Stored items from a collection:
#####
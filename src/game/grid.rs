//! # Spatial Grids
//!
//! Dense per-cell storage. [`Array2d`] keeps exactly one value per cell and is
//! used for tiles and effect layers; [`ObjectManager`] keeps zero or more
//! objects per cell and is used for furniture, items, entities and markers.

use super::{ObjectId, Position};
use crate::{ShambleError, ShambleResult};
use std::collections::HashMap;

/// Objects that live at a single authoritative position.
pub trait Placed {
    fn id(&self) -> ObjectId;
    fn position(&self) -> Position;
    fn set_position(&mut self, position: Position);
}

/// Dense 2D grid with one value per cell.
///
/// # Examples
///
/// ```
/// use shamble::{Array2d, Position};
///
/// let mut grid = Array2d::new(3, 2, 0u8);
/// grid.set(Position::new(2, 1), 7).unwrap();
/// assert_eq!(grid.get(Position::new(2, 1)), Some(&7));
/// assert!(grid.get(Position::new(3, 0)).is_none());
/// ```
#[derive(Debug, Clone, PartialEq)]
pub struct Array2d<T> {
    width: usize,
    height: usize,
    cells: Vec<T>,
}

impl<T: Clone> Array2d<T> {
    /// Creates a grid filled with `fill`.
    pub fn new(width: usize, height: usize, fill: T) -> Self {
        Self {
            width,
            height,
            cells: vec![fill; width * height],
        }
    }

    /// Resizes the grid, discarding its contents.
    pub fn set_size(&mut self, width: usize, height: usize, fill: T) {
        self.width = width;
        self.height = height;
        self.cells = vec![fill; width * height];
    }

    /// Overwrites every cell with `fill`.
    pub fn reset(&mut self, fill: T) {
        for cell in &mut self.cells {
            *cell = fill.clone();
        }
    }
}

impl<T> Array2d<T> {
    pub fn width(&self) -> usize {
        self.width
    }

    pub fn height(&self) -> usize {
        self.height
    }

    /// Checks whether a position lies inside the grid.
    pub fn in_bounds(&self, pos: Position) -> bool {
        pos.x >= 0 && pos.y >= 0 && (pos.x as usize) < self.width && (pos.y as usize) < self.height
    }

    fn index(&self, pos: Position) -> Option<usize> {
        if self.in_bounds(pos) {
            Some(pos.y as usize * self.width + pos.x as usize)
        } else {
            None
        }
    }

    pub fn get(&self, pos: Position) -> Option<&T> {
        self.index(pos).map(|index| &self.cells[index])
    }

    pub fn get_mut(&mut self, pos: Position) -> Option<&mut T> {
        self.index(pos).map(move |index| &mut self.cells[index])
    }

    /// Replaces the value at `pos`.
    pub fn set(&mut self, pos: Position, value: T) -> ShambleResult<()> {
        let index = self.index(pos).ok_or(ShambleError::OutOfBounds(pos))?;
        self.cells[index] = value;
        Ok(())
    }

    /// Every position in row-major order.
    pub fn positions(&self) -> impl Iterator<Item = Position> {
        let width = self.width;
        (0..self.width * self.height)
            .map(move |index| Position::new((index % width) as i32, (index / width) as i32))
    }

    /// Every cell with its position in row-major order.
    pub fn iter(&self) -> impl Iterator<Item = (Position, &T)> {
        let width = self.width;
        self.cells.iter().enumerate().map(move |(index, value)| {
            (
                Position::new((index % width) as i32, (index / width) as i32),
                value,
            )
        })
    }

    /// Calls `callback` for every cell.
    pub fn each<F: FnMut(Position, &T)>(&self, mut callback: F) {
        for (pos, value) in self.iter() {
            callback(pos, value);
        }
    }
}

/// Multi-occupant object grid with stable iteration order.
///
/// Objects are owned by the manager; the per-cell index and each object's own
/// position are updated together by [`ObjectManager::move_to`]. An exclusive
/// manager allows at most one object per cell.
#[derive(Debug, Clone)]
pub struct ObjectManager<T> {
    objects: HashMap<ObjectId, T>,
    order: Vec<ObjectId>,
    cells: Array2d<Vec<ObjectId>>,
    exclusive: bool,
}

impl<T: Placed> ObjectManager<T> {
    /// Creates a manager allowing any number of objects per cell.
    pub fn new(width: usize, height: usize) -> Self {
        Self {
            objects: HashMap::new(),
            order: Vec::new(),
            cells: Array2d::new(width, height, Vec::new()),
            exclusive: false,
        }
    }

    /// Creates a manager allowing a single object per cell.
    pub fn exclusive(width: usize, height: usize) -> Self {
        Self {
            exclusive: true,
            ..Self::new(width, height)
        }
    }

    pub fn is_exclusive(&self) -> bool {
        self.exclusive
    }

    /// Resizes the grid and drops every object.
    pub fn set_size(&mut self, width: usize, height: usize) {
        self.objects.clear();
        self.order.clear();
        self.cells.set_size(width, height, Vec::new());
    }

    /// Drops every object, keeping the size.
    pub fn reset(&mut self) {
        self.objects.clear();
        self.order.clear();
        self.cells.reset(Vec::new());
    }

    pub fn in_bounds(&self, pos: Position) -> bool {
        self.cells.in_bounds(pos)
    }

    pub fn len(&self) -> usize {
        self.order.len()
    }

    pub fn is_empty(&self) -> bool {
        self.order.is_empty()
    }

    pub fn contains(&self, id: ObjectId) -> bool {
        self.objects.contains_key(&id)
    }

    /// Places an object at its own position.
    pub fn add(&mut self, object: T) -> ShambleResult<ObjectId> {
        let id = object.id();
        let pos = object.position();
        let cell = self
            .cells
            .get_mut(pos)
            .ok_or(ShambleError::OutOfBounds(pos))?;
        if self.exclusive && !cell.is_empty() {
            return Err(ShambleError::CellOccupied(pos));
        }
        cell.push(id);
        self.order.push(id);
        self.objects.insert(id, object);
        Ok(id)
    }

    /// Takes an object off the grid and hands it back.
    pub fn remove(&mut self, id: ObjectId) -> Option<T> {
        let object = self.objects.remove(&id)?;
        if let Some(cell) = self.cells.get_mut(object.position()) {
            cell.retain(|&other| other != id);
        }
        self.order.retain(|&other| other != id);
        Some(object)
    }

    /// Relocates an object, keeping its position field and the index in sync.
    pub fn move_to(&mut self, id: ObjectId, pos: Position) -> ShambleResult<()> {
        if !self.cells.in_bounds(pos) {
            return Err(ShambleError::OutOfBounds(pos));
        }
        let from = self
            .objects
            .get(&id)
            .map(|object| object.position())
            .ok_or_else(|| ShambleError::InvalidState(format!("Object {} is not on the grid", id)))?;
        if from == pos {
            return Ok(());
        }
        if self.exclusive && self.cells.get(pos).map_or(false, |cell| !cell.is_empty()) {
            return Err(ShambleError::CellOccupied(pos));
        }

        if let Some(cell) = self.cells.get_mut(from) {
            cell.retain(|&other| other != id);
        }
        if let Some(cell) = self.cells.get_mut(pos) {
            cell.push(id);
        }
        if let Some(object) = self.objects.get_mut(&id) {
            object.set_position(pos);
        }
        Ok(())
    }

    pub fn get(&self, id: ObjectId) -> Option<&T> {
        self.objects.get(&id)
    }

    pub fn get_mut(&mut self, id: ObjectId) -> Option<&mut T> {
        self.objects.get_mut(&id)
    }

    /// Ids stacked at a cell, oldest first.
    pub fn ids_at(&self, pos: Position) -> &[ObjectId] {
        self.cells.get(pos).map(|cell| cell.as_slice()).unwrap_or(&[])
    }

    /// Objects stacked at a cell, oldest first.
    pub fn at(&self, pos: Position) -> impl Iterator<Item = &T> {
        self.ids_at(pos)
            .iter()
            .filter_map(move |id| self.objects.get(id))
    }

    pub fn is_empty_at(&self, pos: Position) -> bool {
        self.ids_at(pos).is_empty()
    }

    /// The oldest object at a cell matching `predicate`.
    pub fn first_at<P: Fn(&T) -> bool>(&self, pos: Position, predicate: P) -> Option<&T> {
        self.at(pos).find(|object| predicate(object))
    }

    /// The newest object at a cell matching `predicate`.
    pub fn last_at<P: Fn(&T) -> bool>(&self, pos: Position, predicate: P) -> Option<&T> {
        self.ids_at(pos)
            .iter()
            .rev()
            .filter_map(|id| self.objects.get(id))
            .find(|object| predicate(object))
    }

    /// All objects in insertion order.
    pub fn iter(&self) -> impl Iterator<Item = &T> {
        self.order.iter().filter_map(move |id| self.objects.get(id))
    }

    /// Snapshot of ids in insertion order, safe to hold while mutating.
    pub fn ids(&self) -> Vec<ObjectId> {
        self.order.clone()
    }

    /// Calls `callback` for every object in insertion order.
    pub fn each<F: FnMut(&T)>(&self, mut callback: F) {
        for object in self.iter() {
            callback(object);
        }
    }
}

#[cfg(test)]
mod tests {
    use super::*;
    use crate::game::new_object_id;

    #[derive(Debug, Clone, PartialEq)]
    struct Crate {
        id: ObjectId,
        position: Position,
        label: &'static str,
    }

    impl Crate {
        fn at(x: i32, y: i32, label: &'static str) -> Self {
            Self {
                id: new_object_id(),
                position: Position::new(x, y),
                label,
            }
        }
    }

    impl Placed for Crate {
        fn id(&self) -> ObjectId {
            self.id
        }

        fn position(&self) -> Position {
            self.position
        }

        fn set_position(&mut self, position: Position) {
            self.position = position;
        }
    }

    #[test]
    fn test_array2d_bounds_and_iteration() {
        let mut grid = Array2d::new(4, 3, '.');
        assert!(grid.set(Position::new(4, 0), '#').is_err());
        grid.set(Position::new(1, 2), '#').unwrap();

        let walls: Vec<Position> = grid
            .iter()
            .filter(|(_, &c)| c == '#')
            .map(|(pos, _)| pos)
            .collect();
        assert_eq!(walls, vec![Position::new(1, 2)]);
        assert_eq!(grid.positions().count(), 12);

        grid.reset('.');
        assert_eq!(grid.get(Position::new(1, 2)), Some(&'.'));
        grid.set_size(2, 2, 'x');
        assert_eq!(grid.width(), 2);
        assert_eq!(grid.get(Position::new(1, 1)), Some(&'x'));
    }

    #[test]
    fn test_stacking_and_first_last() {
        let mut manager = ObjectManager::new(5, 5);
        let bottom = manager.add(Crate::at(2, 2, "bottom")).unwrap();
        let top = manager.add(Crate::at(2, 2, "top")).unwrap();

        assert_eq!(manager.ids_at(Position::new(2, 2)), &[bottom, top]);
        assert_eq!(
            manager.first_at(Position::new(2, 2), |_| true).unwrap().label,
            "bottom"
        );
        assert_eq!(
            manager.last_at(Position::new(2, 2), |_| true).unwrap().label,
            "top"
        );
        assert!(manager.first_at(Position::new(2, 2), |c| c.label == "none").is_none());
    }

    #[test]
    fn test_move_keeps_index_and_field_in_sync() {
        let mut manager = ObjectManager::new(5, 5);
        let id = manager.add(Crate::at(1, 1, "box")).unwrap();

        manager.move_to(id, Position::new(3, 4)).unwrap();
        assert!(manager.is_empty_at(Position::new(1, 1)));
        assert_eq!(manager.ids_at(Position::new(3, 4)), &[id]);
        assert_eq!(manager.get(id).unwrap().position, Position::new(3, 4));

        assert!(manager.move_to(id, Position::new(9, 9)).is_err());
        assert_eq!(manager.get(id).unwrap().position, Position::new(3, 4));
    }

    #[test]
    fn test_exclusive_rejects_second_occupant() {
        let mut manager = ObjectManager::exclusive(3, 3);
        let first = manager.add(Crate::at(0, 0, "a")).unwrap();
        let second = manager.add(Crate::at(1, 0, "b")).unwrap();

        assert!(matches!(
            manager.add(Crate::at(0, 0, "c")),
            Err(ShambleError::CellOccupied(_))
        ));
        assert!(manager.move_to(second, Position::new(0, 0)).is_err());
        assert_eq!(manager.get(second).unwrap().position, Position::new(1, 0));
        assert_eq!(manager.ids(), vec![first, second]);
    }

    #[test]
    fn test_remove_and_order() {
        let mut manager = ObjectManager::new(3, 3);
        let a = manager.add(Crate::at(0, 0, "a")).unwrap();
        let b = manager.add(Crate::at(1, 1, "b")).unwrap();
        let c = manager.add(Crate::at(2, 2, "c")).unwrap();

        let removed = manager.remove(b).unwrap();
        assert_eq!(removed.label, "b");
        assert!(manager.remove(b).is_none());
        assert_eq!(manager.ids(), vec![a, c]);
        assert!(manager.is_empty_at(Position::new(1, 1)));

        let mut labels = Vec::new();
        manager.each(|c| labels.push(c.label));
        assert_eq!(labels, vec!["a", "c"]);

        manager.reset();
        assert!(manager.is_empty());
    }
}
#####
- [ACTIVITY]:
Output, from the data above, the lines from the line with "pub fn reset(&mut self, fill: T)" to the line with "pub fn get(&self, pos: Position)" exactly as they stand, both ends included and nothing else.

- [OUTPUT FOR THIS TASK]:
    pub fn reset(&mut self, fill: T) {
        for cell in &mut self.cells {
            *cell = fill.clone();
        }
    }
}

impl<T> Array2d<T> {
    pub fn width(&self) -> usize {
        self.width
    }

    pub fn height(&self) -> usize {
        self.height
    }

    /// Checks whether a position lies inside the grid.
    pub fn in_bounds(&self, pos: Position) -> bool {
        pos.x >= 0 && pos.y >= 0 && (pos.x as usize) < self.width && (pos.y as usize) < self.height
    }

    fn index(&self, pos: Position) -> Option<usize> {
        if self.in_bounds(pos) {
            Some(pos.y as usize * self.width + pos.x as usize)
        } else {
            None
        }
    }

    pub fn get(&self, pos: Position) -> Option<&T> {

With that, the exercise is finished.